Department of Microbiology, Austin Health, Melbourne, Australia.
J Clin Microbiol. 2013 May;51(5):1396-401. doi: 10.1128/JCM.03332-12. Epub 2013 Feb 13.
Next-generation sequencing (NGS) of bacterial genomes has recently become more accessible and is now available to the routine diagnostic microbiology laboratory. However, questions remain regarding its feasibility, particularly with respect to data analysis in nonspecialist centers. To test the applicability of NGS to outbreak investigations, Ion Torrent sequencing was used to investigate a putative multidrug-resistant Escherichia coli outbreak in the neonatal unit of the Mercy Hospital for Women, Melbourne, Australia. Four suspected outbreak strains and a comparator strain were sequenced. Genome-wide single nucleotide polymorphism (SNP) analysis demonstrated that the four neonatal intensive care unit (NICU) strains were identical and easily differentiated from the comparator strain. Genome sequence data also determined that the NICU strains belonged to multilocus sequence type 131 and carried the bla(CTX-M-15) extended-spectrum beta-lactamase. Comparison of the outbreak strains to all publicly available complete E. coli genome sequences showed that they clustered with neonatal meningitis and uropathogenic isolates. The turnaround time from a positive culture to the completion of sequencing (prior to data analysis) was 5 days, and the cost was approximately $300 per strain (for the reagents only). The main obstacles to a mainstream adoption of NGS technologies in diagnostic microbiology laboratories are currently cost (although this is decreasing), a paucity of user-friendly and clinically focused bioinformatics platforms, and a lack of genomics expertise outside the research environment. Despite these hurdles, NGS technologies provide unparalleled high-resolution genotyping in a short time frame and are likely to be widely implemented in the field of diagnostic microbiology in the next few years, particularly for epidemiological investigations (replacing current typing methods) and the characterization of resistance determinants. Clinical microbiologists need to familiarize themselves with these technologies and their applications.
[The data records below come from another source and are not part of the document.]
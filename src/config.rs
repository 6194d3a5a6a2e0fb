use serde::Deserialize;
use std::fs;

#[derive(Debug, Deserialize)]
pub struct Config {
    #[serde(default)]
    pub grid: GridConfig,
    #[serde(default)]
    pub player: PlayerConfig,
    #[serde(default)]
    pub raycaster: RaycasterConfig,
    #[serde(default)]
    pub visual: VisualConfig,
    #[serde(default)]
    pub level: LevelConfig,
}

#[derive(Debug, Deserialize)]
pub struct GridConfig {
    #[serde(default = "default_columns")]
    pub columns: i32,
    #[serde(default = "default_rows")]
    pub rows: i32,
    #[serde(default = "default_square_size")]
    pub square_size: f32,
}

#[derive(Debug, Deserialize)]
pub struct PlayerConfig {
    #[serde(default = "default_radius_ratio")]
    pub radius_ratio: f32,
    #[serde(default = "default_speed")]
    pub speed: f32,
    #[serde(default = "default_sprint_multiplier")]
    pub sprint_multiplier: f32,
    #[serde(default = "default_turn_rate")]
    pub turn_rate: f32,
    #[serde(default = "default_start_x")]
    pub start_x: i32,
    #[serde(default = "default_start_y")]
    pub start_y: i32,
}

#[derive(Debug, Deserialize)]
pub struct RaycasterConfig {
    #[serde(default = "default_fov")]
    pub fov: f32,
    #[serde(default = "default_ray_count")]
    pub ray_count: usize,
    #[serde(default = "default_visible_distance")]
    pub visible_distance: f32,
}

#[derive(Debug, Deserialize)]
pub struct VisualConfig {
    #[serde(default = "default_window_title")]
    pub window_title: String,
    #[serde(default = "default_bg_r")]
    pub background_r: u8,
    #[serde(default = "default_bg_g")]
    pub background_g: u8,
    #[serde(default = "default_bg_b")]
    pub background_b: u8,
    #[serde(default)]
    pub ray_points_mode: bool,
    #[serde(default = "default_show_grid")]
    pub show_grid: bool,
}

#[derive(Debug, Deserialize)]
pub struct LevelConfig {
    #[serde(default = "default_level_path")]
    pub path: String,
}

// Default values
fn default_columns() -> i32 { 20 }
fn default_rows() -> i32 { 20 }
fn default_square_size() -> f32 { 38.0 }
fn default_radius_ratio() -> f32 { 0.25 }
fn default_speed() -> f32 { 1.0 }
fn default_sprint_multiplier() -> f32 { 3.0 }
fn default_turn_rate() -> f32 { 1.0 }
fn default_start_x() -> i32 { 10 }
fn default_start_y() -> i32 { 10 }
fn default_fov() -> f32 { 70.0 }
fn default_ray_count() -> usize { 136 }
fn default_visible_distance() -> f32 { 20.0 }
fn default_window_title() -> String { "Portalcast - Raycasting Sandbox".to_string() }
fn default_bg_r() -> u8 { 30 }
fn default_bg_g() -> u8 { 30 }
fn default_bg_b() -> u8 { 30 }
fn default_show_grid() -> bool { true }
fn default_level_path() -> String { "level.json".to_string() }

impl Default for GridConfig {
    fn default() -> Self {
        Self {
            columns: default_columns(),
            rows: default_rows(),
            square_size: default_square_size(),
        }
    }
}

impl Default for PlayerConfig {
    fn default() -> Self {
        Self {
            radius_ratio: default_radius_ratio(),
            speed: default_speed(),
            sprint_multiplier: default_sprint_multiplier(),
            turn_rate: default_turn_rate(),
            start_x: default_start_x(),
            start_y: default_start_y(),
        }
    }
}

impl Default for RaycasterConfig {
    fn default() -> Self {
        Self {
            fov: default_fov(),
            ray_count: default_ray_count(),
            visible_distance: default_visible_distance(),
        }
    }
}

impl Default for VisualConfig {
    fn default() -> Self {
        Self {
            window_title: default_window_title(),
            background_r: default_bg_r(),
            background_g: default_bg_g(),
            background_b: default_bg_b(),
            ray_points_mode: false,
            show_grid: default_show_grid(),
        }
    }
}

impl Default for LevelConfig {
    fn default() -> Self {
        Self {
            path: default_level_path(),
        }
    }
}

impl Default for Config {
    fn default() -> Self {
        Self {
            grid: GridConfig::default(),
            player: PlayerConfig::default(),
            raycaster: RaycasterConfig::default(),
            visual: VisualConfig::default(),
            level: LevelConfig::default(),
        }
    }
}

impl Config {
    /// Load configuration from file, or use defaults if file doesn't exist
    pub fn load() -> Self {
        match fs::read_to_string("config.toml") {
            Ok(contents) => {
                match toml::from_str(&contents) {
                    Ok(config) => {
                        println!("Loaded configuration from config.toml");
                        config
                    }
                    Err(e) => {
                        eprintln!("Warning: Failed to parse config.toml: {}", e);
                        eprintln!("Using default configuration");
                        Config::default()
                    }
                }
            }
            Err(_) => {
                println!("No config.toml found, using default configuration");
                Config::default()
            }
        }
    }
}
新一代测序(NGS)的细菌基因组最近变得更加容易获得,现在已经可用于常规的诊断微生物学实验室。然而,关于其可行性仍存在一些问题,特别是在非专业中心进行数据分析方面。为了测试 NGS 在暴发调查中的适用性,我们使用 Ion Torrent 测序法调查了澳大利亚墨尔本 Mercy 妇女医院新生儿科的一个推定的多药耐药大肠杆菌暴发。对四个疑似暴发菌株和一个对照菌株进行了测序。全基因组单核苷酸多态性(SNP)分析表明,四个新生儿重症监护病房(NICU)菌株完全相同,与对照菌株容易区分。基因组序列数据还确定,NICU 菌株属于多位点序列类型 131,携带 bla(CTX-M-15)超广谱β-内酰胺酶。将暴发菌株与所有公开的完整大肠杆菌基因组序列进行比较表明,它们与新生儿脑膜炎和泌尿道致病性分离株聚类。从阳性培养物到测序完成(数据分析之前)的周转时间为 5 天,每个菌株的成本约为 300 美元(仅试剂)。诊断微生物学实验室采用 NGS 技术的主要障碍目前是成本(尽管这在降低)、缺乏用户友好和以临床为重点的生物信息学平台,以及研究环境之外缺乏基因组学专业知识。尽管存在这些障碍,NGS 技术在短时间内提供无与伦比的高分辨率基因分型,并且可能在未来几年内广泛应用于诊断微生物学领域,特别是用于流行病学调查(取代当前的分型方法)和耐药决定因素的表征。临床微生物学家需要熟悉这些技术及其应用。